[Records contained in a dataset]
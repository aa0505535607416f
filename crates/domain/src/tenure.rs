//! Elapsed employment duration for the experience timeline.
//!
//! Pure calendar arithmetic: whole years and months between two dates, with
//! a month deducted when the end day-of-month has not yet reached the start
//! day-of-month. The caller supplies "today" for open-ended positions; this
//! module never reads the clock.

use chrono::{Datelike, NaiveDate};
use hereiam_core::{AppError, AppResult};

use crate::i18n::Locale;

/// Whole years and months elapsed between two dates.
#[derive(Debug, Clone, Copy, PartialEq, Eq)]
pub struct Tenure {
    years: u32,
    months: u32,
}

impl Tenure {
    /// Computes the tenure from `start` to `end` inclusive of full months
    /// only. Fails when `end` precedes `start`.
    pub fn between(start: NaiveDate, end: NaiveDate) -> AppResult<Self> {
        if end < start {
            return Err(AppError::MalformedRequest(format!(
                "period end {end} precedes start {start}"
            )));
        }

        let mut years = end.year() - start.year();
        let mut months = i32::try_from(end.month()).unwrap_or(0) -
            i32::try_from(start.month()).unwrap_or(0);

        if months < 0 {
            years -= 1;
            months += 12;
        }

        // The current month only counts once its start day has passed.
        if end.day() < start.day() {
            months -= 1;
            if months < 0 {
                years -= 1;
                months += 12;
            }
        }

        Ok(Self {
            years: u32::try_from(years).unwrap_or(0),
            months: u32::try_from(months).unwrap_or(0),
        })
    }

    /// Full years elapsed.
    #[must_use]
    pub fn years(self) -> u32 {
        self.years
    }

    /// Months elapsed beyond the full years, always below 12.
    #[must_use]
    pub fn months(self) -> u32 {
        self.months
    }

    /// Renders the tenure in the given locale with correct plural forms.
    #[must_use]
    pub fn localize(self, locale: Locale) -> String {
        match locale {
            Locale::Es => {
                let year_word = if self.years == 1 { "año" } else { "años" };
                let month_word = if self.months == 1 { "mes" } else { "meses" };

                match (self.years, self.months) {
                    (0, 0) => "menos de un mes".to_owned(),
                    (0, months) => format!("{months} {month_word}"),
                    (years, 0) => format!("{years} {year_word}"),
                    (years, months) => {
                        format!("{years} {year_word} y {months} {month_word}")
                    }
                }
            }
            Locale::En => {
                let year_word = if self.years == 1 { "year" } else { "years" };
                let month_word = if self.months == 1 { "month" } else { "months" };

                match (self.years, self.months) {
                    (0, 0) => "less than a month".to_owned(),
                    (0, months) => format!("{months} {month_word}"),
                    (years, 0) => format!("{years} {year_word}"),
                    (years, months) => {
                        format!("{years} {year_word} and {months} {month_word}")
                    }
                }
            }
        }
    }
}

→ Assigned task: Say how many lines of the records include the string "between"; the number alone is enough.

→ Exercise result: 3